Stored dataset items
____

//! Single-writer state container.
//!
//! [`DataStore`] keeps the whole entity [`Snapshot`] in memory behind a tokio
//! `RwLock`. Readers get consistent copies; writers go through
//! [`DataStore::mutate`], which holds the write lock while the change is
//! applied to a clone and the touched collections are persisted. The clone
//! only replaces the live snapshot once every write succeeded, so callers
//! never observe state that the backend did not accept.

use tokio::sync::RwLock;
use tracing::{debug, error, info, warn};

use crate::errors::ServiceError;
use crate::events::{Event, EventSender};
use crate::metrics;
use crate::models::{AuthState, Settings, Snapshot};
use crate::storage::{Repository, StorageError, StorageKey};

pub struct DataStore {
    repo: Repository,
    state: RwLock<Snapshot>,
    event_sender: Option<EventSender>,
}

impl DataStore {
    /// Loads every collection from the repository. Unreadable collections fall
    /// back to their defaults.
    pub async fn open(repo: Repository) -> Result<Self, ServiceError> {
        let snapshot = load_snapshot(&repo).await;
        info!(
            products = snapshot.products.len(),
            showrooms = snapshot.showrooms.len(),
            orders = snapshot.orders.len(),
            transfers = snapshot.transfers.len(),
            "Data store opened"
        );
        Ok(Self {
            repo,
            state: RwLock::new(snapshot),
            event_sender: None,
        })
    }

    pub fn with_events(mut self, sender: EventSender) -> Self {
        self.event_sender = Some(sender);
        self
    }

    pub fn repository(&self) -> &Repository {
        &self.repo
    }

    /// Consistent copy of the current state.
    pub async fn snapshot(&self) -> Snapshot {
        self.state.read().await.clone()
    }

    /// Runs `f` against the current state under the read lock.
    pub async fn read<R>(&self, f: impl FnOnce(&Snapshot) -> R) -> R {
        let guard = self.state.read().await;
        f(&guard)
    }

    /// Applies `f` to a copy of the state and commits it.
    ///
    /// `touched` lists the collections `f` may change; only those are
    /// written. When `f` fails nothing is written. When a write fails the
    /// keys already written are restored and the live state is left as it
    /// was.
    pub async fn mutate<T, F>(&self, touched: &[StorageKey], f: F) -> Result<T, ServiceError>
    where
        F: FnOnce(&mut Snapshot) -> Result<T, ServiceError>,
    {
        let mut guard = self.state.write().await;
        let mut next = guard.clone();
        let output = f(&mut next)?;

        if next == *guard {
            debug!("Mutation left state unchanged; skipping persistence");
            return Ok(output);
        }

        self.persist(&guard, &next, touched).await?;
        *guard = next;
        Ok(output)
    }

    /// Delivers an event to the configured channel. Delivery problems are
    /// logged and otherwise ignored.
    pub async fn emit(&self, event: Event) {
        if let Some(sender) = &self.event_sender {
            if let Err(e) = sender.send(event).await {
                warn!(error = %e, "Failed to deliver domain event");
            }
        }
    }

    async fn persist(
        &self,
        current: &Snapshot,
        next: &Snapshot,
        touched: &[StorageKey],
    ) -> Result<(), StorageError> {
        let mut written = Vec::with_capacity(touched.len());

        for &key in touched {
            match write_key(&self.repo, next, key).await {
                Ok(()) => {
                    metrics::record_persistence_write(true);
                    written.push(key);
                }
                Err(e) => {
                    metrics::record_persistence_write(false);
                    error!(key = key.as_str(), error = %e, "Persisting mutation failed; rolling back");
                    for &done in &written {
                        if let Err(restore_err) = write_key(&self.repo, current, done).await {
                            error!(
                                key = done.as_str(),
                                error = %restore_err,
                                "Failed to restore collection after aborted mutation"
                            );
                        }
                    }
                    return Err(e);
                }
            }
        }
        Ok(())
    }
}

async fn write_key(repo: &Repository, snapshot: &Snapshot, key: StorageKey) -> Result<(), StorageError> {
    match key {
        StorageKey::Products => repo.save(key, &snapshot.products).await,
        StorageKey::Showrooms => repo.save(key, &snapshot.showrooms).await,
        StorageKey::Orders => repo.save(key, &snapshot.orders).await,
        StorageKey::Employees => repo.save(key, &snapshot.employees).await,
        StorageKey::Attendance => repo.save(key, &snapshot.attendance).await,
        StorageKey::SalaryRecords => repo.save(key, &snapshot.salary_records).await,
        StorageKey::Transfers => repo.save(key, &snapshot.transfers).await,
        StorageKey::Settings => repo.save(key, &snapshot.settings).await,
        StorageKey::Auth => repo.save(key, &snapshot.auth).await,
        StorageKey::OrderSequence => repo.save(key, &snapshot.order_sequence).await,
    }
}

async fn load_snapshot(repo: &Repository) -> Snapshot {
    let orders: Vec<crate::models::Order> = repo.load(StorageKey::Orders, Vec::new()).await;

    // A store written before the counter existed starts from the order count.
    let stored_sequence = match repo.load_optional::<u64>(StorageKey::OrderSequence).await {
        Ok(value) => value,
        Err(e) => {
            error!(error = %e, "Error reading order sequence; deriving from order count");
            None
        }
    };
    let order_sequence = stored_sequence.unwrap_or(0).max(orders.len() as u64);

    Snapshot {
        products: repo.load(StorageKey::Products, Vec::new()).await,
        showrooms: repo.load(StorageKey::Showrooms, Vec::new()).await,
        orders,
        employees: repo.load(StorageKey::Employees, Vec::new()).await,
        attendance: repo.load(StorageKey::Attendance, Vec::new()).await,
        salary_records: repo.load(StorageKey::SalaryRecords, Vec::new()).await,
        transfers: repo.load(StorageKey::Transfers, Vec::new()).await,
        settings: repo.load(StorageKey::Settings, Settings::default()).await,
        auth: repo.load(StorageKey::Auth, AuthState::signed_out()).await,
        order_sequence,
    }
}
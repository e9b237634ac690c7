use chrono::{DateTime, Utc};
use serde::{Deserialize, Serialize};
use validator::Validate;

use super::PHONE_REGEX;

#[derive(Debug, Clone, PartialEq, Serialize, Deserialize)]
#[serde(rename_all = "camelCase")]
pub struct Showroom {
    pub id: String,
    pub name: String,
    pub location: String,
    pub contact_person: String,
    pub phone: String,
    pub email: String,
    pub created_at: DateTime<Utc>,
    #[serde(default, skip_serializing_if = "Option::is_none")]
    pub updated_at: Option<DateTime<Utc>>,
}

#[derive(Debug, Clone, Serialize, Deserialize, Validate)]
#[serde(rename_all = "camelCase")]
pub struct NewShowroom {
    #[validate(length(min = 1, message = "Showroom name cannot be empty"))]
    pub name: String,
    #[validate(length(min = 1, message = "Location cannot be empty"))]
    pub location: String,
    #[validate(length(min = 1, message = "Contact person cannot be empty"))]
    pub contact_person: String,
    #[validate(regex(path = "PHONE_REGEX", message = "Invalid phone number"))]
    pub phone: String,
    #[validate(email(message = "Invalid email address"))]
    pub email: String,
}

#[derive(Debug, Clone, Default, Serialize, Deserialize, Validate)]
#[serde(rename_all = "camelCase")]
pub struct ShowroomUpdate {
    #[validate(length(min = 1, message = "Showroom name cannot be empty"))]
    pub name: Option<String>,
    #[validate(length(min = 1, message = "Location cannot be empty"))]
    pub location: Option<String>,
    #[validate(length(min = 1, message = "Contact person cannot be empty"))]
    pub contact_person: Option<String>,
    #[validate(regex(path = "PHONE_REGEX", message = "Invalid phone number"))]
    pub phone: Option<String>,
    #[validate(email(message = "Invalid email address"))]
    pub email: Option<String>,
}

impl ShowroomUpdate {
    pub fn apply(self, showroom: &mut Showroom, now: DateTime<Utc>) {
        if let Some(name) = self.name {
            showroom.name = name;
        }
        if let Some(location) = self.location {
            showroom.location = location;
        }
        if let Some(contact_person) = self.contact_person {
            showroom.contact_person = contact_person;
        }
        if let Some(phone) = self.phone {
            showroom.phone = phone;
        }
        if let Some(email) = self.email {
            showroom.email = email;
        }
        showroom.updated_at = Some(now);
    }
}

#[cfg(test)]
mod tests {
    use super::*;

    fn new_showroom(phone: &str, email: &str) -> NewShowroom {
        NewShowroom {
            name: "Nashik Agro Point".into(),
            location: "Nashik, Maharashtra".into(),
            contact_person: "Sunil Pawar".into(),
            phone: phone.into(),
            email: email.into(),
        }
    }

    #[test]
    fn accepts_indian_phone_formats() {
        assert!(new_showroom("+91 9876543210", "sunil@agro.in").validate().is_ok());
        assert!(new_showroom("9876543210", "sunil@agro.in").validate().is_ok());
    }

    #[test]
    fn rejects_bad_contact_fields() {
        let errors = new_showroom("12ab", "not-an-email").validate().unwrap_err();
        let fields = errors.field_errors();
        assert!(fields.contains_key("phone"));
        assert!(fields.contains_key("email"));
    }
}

____

Activity
The lines to copy run from the start of the records above through the line holding "use crate::errors::ServiceError;"; give them exactly, both ends included, and nothing else.

Output
//! Single-writer state container.
//!
//! [`DataStore`] keeps the whole entity [`Snapshot`] in memory behind a tokio
//! `RwLock`. Readers get consistent copies; writers go through
//! [`DataStore::mutate`], which holds the write lock while the change is
//! applied to a clone and the touched collections are persisted. The clone
//! only replaces the live snapshot once every write succeeded, so callers
//! never observe state that the backend did not accept.

use tokio::sync::RwLock;
use tracing::{debug, error, info, warn};

use crate::errors::ServiceError;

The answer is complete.